Using the records below, transcribe word for word the stretch from the line that contains "pub use types::GenerationClientError;" through the line that contains "pub trait ForecastStore: Send", both end lines included, and nothing else.

DATA >>
○ ○ ○ ○ ○

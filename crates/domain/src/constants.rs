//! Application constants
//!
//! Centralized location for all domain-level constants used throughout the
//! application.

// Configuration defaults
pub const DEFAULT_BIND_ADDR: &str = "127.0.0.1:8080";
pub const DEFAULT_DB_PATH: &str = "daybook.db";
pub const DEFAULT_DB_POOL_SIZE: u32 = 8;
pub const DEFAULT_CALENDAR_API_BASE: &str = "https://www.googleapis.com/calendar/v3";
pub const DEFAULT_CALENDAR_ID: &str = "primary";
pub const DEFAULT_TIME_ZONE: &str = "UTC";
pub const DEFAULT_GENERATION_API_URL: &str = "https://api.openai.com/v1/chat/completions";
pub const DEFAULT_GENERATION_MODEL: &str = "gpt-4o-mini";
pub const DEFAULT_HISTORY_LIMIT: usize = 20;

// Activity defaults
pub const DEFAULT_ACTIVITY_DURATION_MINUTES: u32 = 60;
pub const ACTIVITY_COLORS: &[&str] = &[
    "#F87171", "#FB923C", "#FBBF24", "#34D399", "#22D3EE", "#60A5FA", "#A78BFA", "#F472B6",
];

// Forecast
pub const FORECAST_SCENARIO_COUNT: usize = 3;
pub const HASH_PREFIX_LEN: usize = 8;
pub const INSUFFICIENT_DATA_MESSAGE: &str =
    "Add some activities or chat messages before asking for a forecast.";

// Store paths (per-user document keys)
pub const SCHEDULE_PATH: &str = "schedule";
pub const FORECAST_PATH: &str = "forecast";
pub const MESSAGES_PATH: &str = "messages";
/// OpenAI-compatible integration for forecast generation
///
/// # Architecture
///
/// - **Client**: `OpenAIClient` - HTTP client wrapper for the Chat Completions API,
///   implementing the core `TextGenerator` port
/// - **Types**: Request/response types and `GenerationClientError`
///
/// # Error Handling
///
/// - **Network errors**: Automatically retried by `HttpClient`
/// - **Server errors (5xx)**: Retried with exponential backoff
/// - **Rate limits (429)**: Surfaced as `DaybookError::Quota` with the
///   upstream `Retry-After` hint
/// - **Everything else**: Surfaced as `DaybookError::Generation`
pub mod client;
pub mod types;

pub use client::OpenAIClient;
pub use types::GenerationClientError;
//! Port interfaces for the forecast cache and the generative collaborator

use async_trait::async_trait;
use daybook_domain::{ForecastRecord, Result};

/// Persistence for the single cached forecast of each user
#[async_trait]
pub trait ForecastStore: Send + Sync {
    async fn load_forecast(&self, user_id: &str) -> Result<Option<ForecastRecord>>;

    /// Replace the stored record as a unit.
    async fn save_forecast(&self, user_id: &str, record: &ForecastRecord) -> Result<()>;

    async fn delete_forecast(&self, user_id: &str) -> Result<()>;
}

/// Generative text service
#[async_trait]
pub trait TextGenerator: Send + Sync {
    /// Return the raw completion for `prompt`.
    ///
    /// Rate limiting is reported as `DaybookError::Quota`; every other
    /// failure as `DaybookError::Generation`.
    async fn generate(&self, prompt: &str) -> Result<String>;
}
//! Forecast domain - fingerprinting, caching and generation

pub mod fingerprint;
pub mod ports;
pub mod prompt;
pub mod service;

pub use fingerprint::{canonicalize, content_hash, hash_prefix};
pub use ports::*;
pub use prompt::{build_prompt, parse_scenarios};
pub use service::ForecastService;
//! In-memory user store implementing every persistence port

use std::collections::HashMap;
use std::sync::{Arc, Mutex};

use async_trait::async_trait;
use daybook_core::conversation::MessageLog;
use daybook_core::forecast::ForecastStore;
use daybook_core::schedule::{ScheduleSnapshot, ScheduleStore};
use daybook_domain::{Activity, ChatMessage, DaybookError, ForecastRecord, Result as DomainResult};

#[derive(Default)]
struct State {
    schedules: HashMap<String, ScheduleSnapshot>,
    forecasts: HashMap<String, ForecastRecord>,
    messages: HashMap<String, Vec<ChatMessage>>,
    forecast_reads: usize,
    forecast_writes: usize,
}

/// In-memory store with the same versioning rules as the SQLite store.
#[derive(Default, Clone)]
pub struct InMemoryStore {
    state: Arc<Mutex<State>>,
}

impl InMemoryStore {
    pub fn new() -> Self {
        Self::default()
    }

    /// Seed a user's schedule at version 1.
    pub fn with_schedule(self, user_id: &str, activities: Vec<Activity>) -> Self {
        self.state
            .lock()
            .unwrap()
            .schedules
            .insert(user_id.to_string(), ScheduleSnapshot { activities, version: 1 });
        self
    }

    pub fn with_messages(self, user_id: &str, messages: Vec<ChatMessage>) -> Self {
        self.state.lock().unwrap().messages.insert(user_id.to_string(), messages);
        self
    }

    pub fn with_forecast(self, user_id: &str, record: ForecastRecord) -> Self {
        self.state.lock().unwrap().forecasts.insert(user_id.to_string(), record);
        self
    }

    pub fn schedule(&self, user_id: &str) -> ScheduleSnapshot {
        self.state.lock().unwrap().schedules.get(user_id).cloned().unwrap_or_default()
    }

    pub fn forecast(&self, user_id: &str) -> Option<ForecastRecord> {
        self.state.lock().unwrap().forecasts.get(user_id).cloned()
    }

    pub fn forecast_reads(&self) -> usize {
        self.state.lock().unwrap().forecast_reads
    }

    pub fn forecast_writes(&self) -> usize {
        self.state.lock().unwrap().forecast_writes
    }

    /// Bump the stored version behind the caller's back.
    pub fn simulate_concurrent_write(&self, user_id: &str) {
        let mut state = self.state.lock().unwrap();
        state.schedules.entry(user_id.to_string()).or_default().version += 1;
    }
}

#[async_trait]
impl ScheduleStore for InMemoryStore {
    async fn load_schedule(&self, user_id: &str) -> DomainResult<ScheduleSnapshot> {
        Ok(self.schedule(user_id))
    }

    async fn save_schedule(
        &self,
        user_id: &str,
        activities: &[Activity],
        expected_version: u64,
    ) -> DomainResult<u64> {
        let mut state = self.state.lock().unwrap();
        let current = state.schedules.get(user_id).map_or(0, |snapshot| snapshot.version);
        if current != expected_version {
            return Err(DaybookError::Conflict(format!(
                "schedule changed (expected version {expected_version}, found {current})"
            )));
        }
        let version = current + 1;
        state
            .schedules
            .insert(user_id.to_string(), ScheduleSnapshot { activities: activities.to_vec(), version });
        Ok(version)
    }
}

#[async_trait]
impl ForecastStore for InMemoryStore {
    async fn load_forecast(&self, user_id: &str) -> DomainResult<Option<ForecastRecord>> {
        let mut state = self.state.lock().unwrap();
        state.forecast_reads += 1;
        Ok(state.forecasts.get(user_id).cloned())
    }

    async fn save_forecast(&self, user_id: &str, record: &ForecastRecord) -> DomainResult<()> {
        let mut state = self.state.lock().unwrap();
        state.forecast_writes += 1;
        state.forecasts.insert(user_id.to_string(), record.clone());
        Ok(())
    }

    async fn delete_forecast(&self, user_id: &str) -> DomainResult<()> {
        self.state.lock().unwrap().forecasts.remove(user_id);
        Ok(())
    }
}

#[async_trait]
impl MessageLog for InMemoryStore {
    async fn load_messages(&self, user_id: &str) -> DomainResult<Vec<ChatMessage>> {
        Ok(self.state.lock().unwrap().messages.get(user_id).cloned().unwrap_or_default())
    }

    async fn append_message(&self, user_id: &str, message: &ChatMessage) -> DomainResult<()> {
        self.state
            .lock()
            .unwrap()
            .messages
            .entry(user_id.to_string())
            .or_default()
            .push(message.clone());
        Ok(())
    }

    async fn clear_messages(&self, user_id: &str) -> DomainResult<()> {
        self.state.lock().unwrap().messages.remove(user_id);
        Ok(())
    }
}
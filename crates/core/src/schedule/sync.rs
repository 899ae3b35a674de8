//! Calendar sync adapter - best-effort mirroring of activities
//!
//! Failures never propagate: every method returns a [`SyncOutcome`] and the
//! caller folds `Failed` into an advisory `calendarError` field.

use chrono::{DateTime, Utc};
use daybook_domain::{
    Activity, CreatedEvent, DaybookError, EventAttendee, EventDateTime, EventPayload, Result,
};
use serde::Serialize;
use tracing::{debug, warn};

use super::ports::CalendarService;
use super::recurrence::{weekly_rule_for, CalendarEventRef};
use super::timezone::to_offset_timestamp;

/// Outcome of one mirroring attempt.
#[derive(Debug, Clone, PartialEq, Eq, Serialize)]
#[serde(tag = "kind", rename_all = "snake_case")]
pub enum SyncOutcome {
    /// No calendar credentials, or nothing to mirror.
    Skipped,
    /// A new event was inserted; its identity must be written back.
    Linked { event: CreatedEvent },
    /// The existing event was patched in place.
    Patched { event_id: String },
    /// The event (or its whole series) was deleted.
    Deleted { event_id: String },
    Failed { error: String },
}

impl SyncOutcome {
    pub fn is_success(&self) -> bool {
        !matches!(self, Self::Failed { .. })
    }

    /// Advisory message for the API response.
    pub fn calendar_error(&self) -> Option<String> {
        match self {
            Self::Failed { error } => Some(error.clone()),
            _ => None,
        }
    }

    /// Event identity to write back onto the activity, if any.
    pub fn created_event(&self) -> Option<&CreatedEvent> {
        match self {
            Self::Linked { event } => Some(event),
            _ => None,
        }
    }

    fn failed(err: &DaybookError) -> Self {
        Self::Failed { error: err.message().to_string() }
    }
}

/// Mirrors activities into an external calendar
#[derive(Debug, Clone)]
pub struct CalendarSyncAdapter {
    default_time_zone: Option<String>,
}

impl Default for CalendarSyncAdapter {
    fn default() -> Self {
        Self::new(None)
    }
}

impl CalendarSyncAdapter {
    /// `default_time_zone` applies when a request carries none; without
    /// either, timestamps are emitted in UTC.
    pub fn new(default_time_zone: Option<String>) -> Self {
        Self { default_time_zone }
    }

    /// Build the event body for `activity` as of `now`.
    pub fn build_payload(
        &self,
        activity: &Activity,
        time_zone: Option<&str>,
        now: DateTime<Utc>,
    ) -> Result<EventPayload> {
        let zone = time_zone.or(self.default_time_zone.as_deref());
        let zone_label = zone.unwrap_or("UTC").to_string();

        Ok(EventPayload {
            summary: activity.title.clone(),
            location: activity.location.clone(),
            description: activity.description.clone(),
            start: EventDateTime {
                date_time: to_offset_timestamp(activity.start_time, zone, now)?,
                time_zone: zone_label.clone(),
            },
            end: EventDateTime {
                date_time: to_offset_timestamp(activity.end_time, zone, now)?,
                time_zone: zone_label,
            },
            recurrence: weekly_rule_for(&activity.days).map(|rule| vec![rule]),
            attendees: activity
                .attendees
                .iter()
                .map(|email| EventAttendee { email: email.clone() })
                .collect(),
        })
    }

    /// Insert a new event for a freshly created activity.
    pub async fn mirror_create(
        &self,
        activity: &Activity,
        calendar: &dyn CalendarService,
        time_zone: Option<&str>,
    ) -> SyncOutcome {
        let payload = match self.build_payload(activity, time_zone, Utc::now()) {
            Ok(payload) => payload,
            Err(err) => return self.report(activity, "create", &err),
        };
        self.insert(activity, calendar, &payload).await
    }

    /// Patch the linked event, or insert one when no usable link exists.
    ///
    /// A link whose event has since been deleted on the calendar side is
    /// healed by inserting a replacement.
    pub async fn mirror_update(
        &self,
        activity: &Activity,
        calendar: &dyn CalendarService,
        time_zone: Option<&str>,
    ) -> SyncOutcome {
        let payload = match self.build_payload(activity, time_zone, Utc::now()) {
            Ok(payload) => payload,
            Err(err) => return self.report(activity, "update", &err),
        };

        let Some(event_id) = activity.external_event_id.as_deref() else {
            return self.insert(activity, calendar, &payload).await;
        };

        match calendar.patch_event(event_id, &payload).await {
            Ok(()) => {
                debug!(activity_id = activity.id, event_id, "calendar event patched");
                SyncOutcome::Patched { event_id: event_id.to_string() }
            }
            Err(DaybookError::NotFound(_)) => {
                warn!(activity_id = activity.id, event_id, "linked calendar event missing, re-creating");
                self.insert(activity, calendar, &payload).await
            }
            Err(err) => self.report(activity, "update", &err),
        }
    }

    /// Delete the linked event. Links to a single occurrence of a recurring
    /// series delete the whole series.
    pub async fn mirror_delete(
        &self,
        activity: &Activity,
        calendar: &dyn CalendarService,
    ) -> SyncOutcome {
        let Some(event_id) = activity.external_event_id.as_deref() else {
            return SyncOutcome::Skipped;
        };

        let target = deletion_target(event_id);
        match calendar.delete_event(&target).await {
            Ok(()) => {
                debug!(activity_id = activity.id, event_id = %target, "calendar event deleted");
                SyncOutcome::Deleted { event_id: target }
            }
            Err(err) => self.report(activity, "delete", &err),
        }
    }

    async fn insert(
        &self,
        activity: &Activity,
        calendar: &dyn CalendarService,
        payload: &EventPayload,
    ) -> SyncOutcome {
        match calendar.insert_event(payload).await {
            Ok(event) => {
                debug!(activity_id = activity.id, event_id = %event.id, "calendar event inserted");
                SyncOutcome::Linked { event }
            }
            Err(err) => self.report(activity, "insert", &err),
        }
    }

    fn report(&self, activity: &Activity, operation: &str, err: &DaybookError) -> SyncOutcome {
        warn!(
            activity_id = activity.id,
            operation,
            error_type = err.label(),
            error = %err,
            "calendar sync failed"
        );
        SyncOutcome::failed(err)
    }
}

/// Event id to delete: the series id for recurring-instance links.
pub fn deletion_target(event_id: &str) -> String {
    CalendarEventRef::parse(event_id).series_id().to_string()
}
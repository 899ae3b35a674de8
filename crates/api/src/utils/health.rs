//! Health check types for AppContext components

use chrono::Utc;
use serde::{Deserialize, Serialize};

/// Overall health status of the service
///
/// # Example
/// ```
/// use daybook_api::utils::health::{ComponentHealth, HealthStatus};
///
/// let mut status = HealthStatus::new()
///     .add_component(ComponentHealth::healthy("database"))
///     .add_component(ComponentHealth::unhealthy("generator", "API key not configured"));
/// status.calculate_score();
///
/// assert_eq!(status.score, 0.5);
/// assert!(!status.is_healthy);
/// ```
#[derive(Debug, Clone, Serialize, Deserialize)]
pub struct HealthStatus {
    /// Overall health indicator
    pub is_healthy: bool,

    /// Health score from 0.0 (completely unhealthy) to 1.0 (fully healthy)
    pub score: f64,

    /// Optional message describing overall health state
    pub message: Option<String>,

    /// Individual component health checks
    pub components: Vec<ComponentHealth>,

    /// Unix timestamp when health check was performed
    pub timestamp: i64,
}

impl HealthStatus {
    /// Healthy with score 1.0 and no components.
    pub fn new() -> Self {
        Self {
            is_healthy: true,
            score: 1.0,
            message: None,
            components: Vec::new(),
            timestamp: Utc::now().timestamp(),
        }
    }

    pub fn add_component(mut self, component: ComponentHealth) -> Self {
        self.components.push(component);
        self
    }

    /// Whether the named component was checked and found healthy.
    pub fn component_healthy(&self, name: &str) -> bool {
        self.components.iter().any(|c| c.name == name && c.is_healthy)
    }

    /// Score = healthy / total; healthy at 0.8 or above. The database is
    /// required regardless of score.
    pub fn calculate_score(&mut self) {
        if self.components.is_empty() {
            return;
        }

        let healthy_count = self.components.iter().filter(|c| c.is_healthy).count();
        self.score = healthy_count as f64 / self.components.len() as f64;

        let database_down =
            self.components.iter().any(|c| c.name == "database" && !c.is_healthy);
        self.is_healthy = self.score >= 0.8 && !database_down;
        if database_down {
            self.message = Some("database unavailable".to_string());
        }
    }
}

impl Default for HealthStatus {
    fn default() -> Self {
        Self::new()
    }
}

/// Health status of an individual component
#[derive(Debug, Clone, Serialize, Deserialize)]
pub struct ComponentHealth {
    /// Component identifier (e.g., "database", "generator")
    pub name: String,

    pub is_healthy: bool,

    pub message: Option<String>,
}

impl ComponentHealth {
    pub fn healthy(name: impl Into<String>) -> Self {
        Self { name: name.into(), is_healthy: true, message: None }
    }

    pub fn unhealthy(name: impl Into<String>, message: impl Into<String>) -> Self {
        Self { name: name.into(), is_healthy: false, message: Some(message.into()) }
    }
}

○ ○ ○ ○ ○

FINISHED TASK >>
pub use types::GenerationClientError;
//! Port interfaces for the forecast cache and the generative collaborator

use async_trait::async_trait;
use daybook_domain::{ForecastRecord, Result};

/// Persistence for the single cached forecast of each user
#[async_trait]
pub trait ForecastStore: Send + Sync {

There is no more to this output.